We will end it this time not because I’m perfect – I think by now this campaign has reminded all of us of that. We will end it not by duplicating the same tactics and the same strategies as the other side, because that will just lead us down the same path of polarization and gridlock.

We will end it by telling the truth – forcefully, repeatedly, confidently – and by trusting that the American people will embrace the need for change.

Because that’s how we’ve always changed this country – not from the top-down, but from the bottom-up; when you – the American people – decide that the stakes are too high and the challenges are too great.

The other side can label and name-call all they want, but I trust the American people to recognize that it’s not surrender to end the war in Iraq so that we can rebuild our military and go after al Qaeda’s leaders. I trust the American people to understand that it’s not weakness, but wisdom to talk not just to our friends, but our enemies – like Roosevelt did, and Kennedy did, and Truman did.

I trust the American people to realize that while we don’t need big government, we do need a government that stands up for families who are being tricked out of their homes by Wall Street predators; a government that stands up for the middle-class by giving them a tax break; a government that ensures that no American will ever lose their life savings just because their child gets sick.
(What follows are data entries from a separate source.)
//! Multiplicity checks over a whole batch, run before any row is touched.

use std::collections::{BTreeMap, BTreeSet};

use log::debug;
use sea_query::{Alias, Expr, Query};

use aideon_taxis_core::{
    ErrorCode, Id, ReferenceDef, ReferenceKey, StatementSet, StorageRule, TaxisError, TaxisResult,
};

use crate::StoreContext;

type Slot = (Id, ReferenceKey);

/// Links of one batch, indexed by owner slot and by target slot.
#[derive(Default)]
struct BatchIndex {
    deleted: BTreeSet<Id>,
    inserted: BTreeSet<Id>,
    added_by: BTreeMap<Slot, BTreeSet<Id>>,
    removed_by: BTreeMap<Slot, BTreeSet<Id>>,
    added_into: BTreeMap<Slot, BTreeSet<Id>>,
    removed_into: BTreeMap<Slot, BTreeSet<Id>>,
    /// Owners whose add statements said nothing was referenced before.
    fresh: BTreeSet<Slot>,
}

impl BatchIndex {
    fn new(set: &StatementSet) -> Self {
        let mut index = BatchIndex {
            deleted: set.deleted_ids(),
            inserted: set.inserted_ids(),
            ..BatchIndex::default()
        };
        for insert in &set.inserts {
            if let Some(container) = &insert.container {
                index.add(container.owner, &container.reference, insert.instance.id);
            }
        }
        for add in &set.add_references {
            if !add.already_referencing_instances {
                index.fresh.insert((add.id, add.reference.clone()));
            }
            for target in &add.referenced_ids {
                index.add(add.id, &add.reference, *target);
            }
        }
        for remove in &set.remove_references {
            for target in &remove.referenced_ids {
                index
                    .removed_by
                    .entry((remove.id, remove.reference.clone()))
                    .or_default()
                    .insert(*target);
                index
                    .removed_into
                    .entry((*target, remove.reference.clone()))
                    .or_default()
                    .insert(remove.id);
            }
        }
        index
    }

    fn add(&mut self, owner: Id, key: &ReferenceKey, target: Id) {
        self.added_by
            .entry((owner, key.clone()))
            .or_default()
            .insert(target);
        self.added_into
            .entry((target, key.clone()))
            .or_default()
            .insert(owner);
    }

    fn count(map: &BTreeMap<Slot, BTreeSet<Id>>, id: Id, key: &ReferenceKey) -> usize {
        map.get(&(id, key.clone())).map_or(0, BTreeSet::len)
    }

    /// True when `id` gains a link through `key`, stated from either side.
    fn relinked(&self, id: Id, key: &ReferenceKey, opposite: Option<&ReferenceKey>) -> bool {
        Self::count(&self.added_by, id, key) > 0
            || opposite.is_some_and(|opposite| Self::count(&self.added_into, id, opposite) > 0)
    }
}

/// Rejects batches that would break reference multiplicities.
pub struct ReferenceConsistencyChecker<'a> {
    ctx: &'a StoreContext<'a>,
}

impl<'a> ReferenceConsistencyChecker<'a> {
    pub fn new(ctx: &'a StoreContext<'a>) -> Self {
        Self { ctx }
    }

    pub fn check(&self, set: &StatementSet) -> TaxisResult<()> {
        let index = BatchIndex::new(set);
        self.check_removals(&index)?;
        self.check_additions(&index)?;
        debug!(
            "taxis: consistency checked {} added and {} removed slots",
            index.added_by.len(),
            index.removed_by.len()
        );
        Ok(())
    }

    fn check_removals(&self, index: &BatchIndex) -> TaxisResult<()> {
        let resolver = self.ctx.resolver;
        for ((owner, key), targets) in &index.removed_by {
            let def = resolver.reference_def(key)?;
            let opposite = resolver.opposite(key)?;

            if is_single_mandatory(def)
                && !index.deleted.contains(owner)
                && !index.relinked(*owner, key, opposite.as_ref())
            {
                return Err(TaxisError::consistency(
                    ErrorCode::MandatoryConstraintViolation,
                    format!("{key} of {owner} is required and would be left empty"),
                    vec![*owner],
                ));
            }

            let Some(opposite) = opposite else {
                continue;
            };
            if !is_single_mandatory(resolver.reference_def(&opposite)?) {
                continue;
            }
            let stranded: Vec<Id> = targets
                .iter()
                .filter(|target| {
                    !index.deleted.contains(*target)
                        && !index.relinked(**target, &opposite, Some(key))
                })
                .copied()
                .collect();
            if !stranded.is_empty() {
                return Err(TaxisError::consistency(
                    ErrorCode::MandatoryConstraintViolation,
                    format!(
                        "{opposite} is required; removing {key} of {owner} strands {} instance(s)",
                        stranded.len()
                    ),
                    stranded,
                ));
            }
        }
        Ok(())
    }

    fn check_additions(&self, index: &BatchIndex) -> TaxisResult<()> {
        let resolver = self.ctx.resolver;
        let mut opposite_slots: BTreeSet<Slot> = BTreeSet::new();
        for (owner, key) in index.added_by.keys() {
            let def = resolver.reference_def(key)?;
            if let Some(upper) = def.upper {
                let existing = if index.inserted.contains(owner)
                    || index.fresh.contains(&(*owner, key.clone()))
                {
                    0
                } else {
                    self.count(key, *owner)?
                };
                let total = existing
                    .saturating_sub(BatchIndex::count(&index.removed_by, *owner, key))
                    + BatchIndex::count(&index.added_by, *owner, key);
                if total > upper as usize {
                    return Err(TaxisError::consistency(
                        ErrorCode::CardinalityViolation,
                        format!("{key} of {owner} would hold {total} instances, at most {upper}"),
                        vec![*owner],
                    ));
                }
            }
            if let Some(opposite) = resolver.opposite(key)? {
                for target in index.added_by.get(&(*owner, key.clone())).into_iter().flatten() {
                    opposite_slots.insert((*target, opposite.clone()));
                }
            }
        }

        for (target, opposite) in opposite_slots {
            let def = resolver.reference_def(&opposite)?;
            let Some(upper) = def.upper else {
                continue;
            };
            let Some(key) = resolver.opposite(&opposite)? else {
                continue;
            };
            let existing = if index.inserted.contains(&target) {
                0
            } else {
                self.count(&opposite, target)?
            };
            let removed = BatchIndex::count(&index.removed_by, target, &opposite)
                + BatchIndex::count(&index.removed_into, target, &key);
            let added = BatchIndex::count(&index.added_by, target, &opposite)
                + BatchIndex::count(&index.added_into, target, &key);
            let total = existing.saturating_sub(removed) + added;
            if total > upper as usize {
                let code = if upper == 1 {
                    ErrorCode::MandatoryConstraintViolation
                } else {
                    ErrorCode::CardinalityViolation
                };
                return Err(TaxisError::consistency(
                    code,
                    format!("{opposite} of {target} would hold {total} instances, at most {upper}"),
                    vec![target],
                ));
            }
        }
        Ok(())
    }

    /// Persisted number of instances `owner` references through `key`.
    fn count(&self, key: &ReferenceKey, owner: Id) -> TaxisResult<usize> {
        let resolver = self.ctx.resolver;
        let def = resolver.reference_def(key)?;
        let mut select = Query::select();
        select.expr_as(Expr::cust("COUNT(*)"), Alias::new("total"));
        match def.storage {
            StorageRule::ForeignKey => {
                let column = resolver.reference_column(key)?;
                select
                    .from(Alias::new(resolver.table_name(&key.owner)?))
                    .and_where(
                        Expr::col(Alias::new(&self.ctx.columns.identifier)).eq(self.ctx.id(owner)),
                    )
                    .and_where(Expr::col(Alias::new(column)).is_not_null());
            }
            StorageRule::InverseForeignKey => {
                select
                    .from(Alias::new(resolver.table_name(&def.target)?))
                    .and_where(
                        Expr::col(Alias::new(resolver.reference_column(key)?)).eq(self.ctx.id(owner)),
                    );
            }
            StorageRule::JoinTable => {
                let join = resolver.join_table(key)?;
                select
                    .from(Alias::new(&join.table))
                    .and_where(Expr::col(Alias::new(&join.owner_column)).eq(self.ctx.id(owner)));
            }
        }
        let rows = self.ctx.query(&select)?;
        let total = match rows.first() {
            Some(row) => row.i64("total")?,
            None => 0,
        };
        Ok(usize::try_from(total).unwrap_or_default())
    }
}

fn is_single_mandatory(def: &ReferenceDef) -> bool {
    def.is_mandatory() && def.upper == Some(1)
}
Security and opportunity; compassion and prosperity aren’t liberal values or conservative values – they’re American values.

Most of all, I trust the American people’s desire to no longer be defined by our differences. Because no matter where I’ve been in this country – whether it was the corn fields of Iowa or the textile mills of the Carolinas; the streets of San Antonio or the foothills of Georgia – I’ve found that while we may have different stories, we hold common hopes. We may not look the same or come from the same place, but we want to move in the same direction – towards a better future for our children and our grandchildren.

That’s why I’m in this race. I love this country too much to see it divided and distracted at this moment in history. I believe in our ability to perfect this union because it’s the only reason I’m standing here today. And I know the promise of America because I have lived it.

It is the light of opportunity that led my father across an ocean.

It is the founding ideals that the flag draped over my grandfather’s coffin stands for – it is life, and liberty, and the pursuit of happiness.

It’s the simple truth I learned all those years ago when I worked in the shadows of a shuttered steel mill on the South Side of Chicago – that in this country, justice can be won against the greatest of odds; hope can find its way back to the darkest of corners; and when we are told that we cannot bring about the change that we seek, we answer with one voice – yes we can.

So don’t ever forget that this election is not about me, or any candidate. Don’t ever forget that this campaign is about you – about your hopes, about your dreams, about your struggles, about securing your portion of the American Dream.

Don’t ever forget that we have a choice in this country – that we can choose not to be divided; that we can choose not to be afraid; that we can still choose this moment to finally come together and solve the problems we’ve talked about all those other years in all those other elections.

This time can be different than all the rest. This time we can face down those who say our road is too long; that our climb is too steep; that we can no longer achieve the change that we seek. This is our time to answer the call that so many generations of Americans have answered before – by insisting that by hard work, and by sacrifice, the American Dream will endure. Thank you, and may God Bless the United States of America.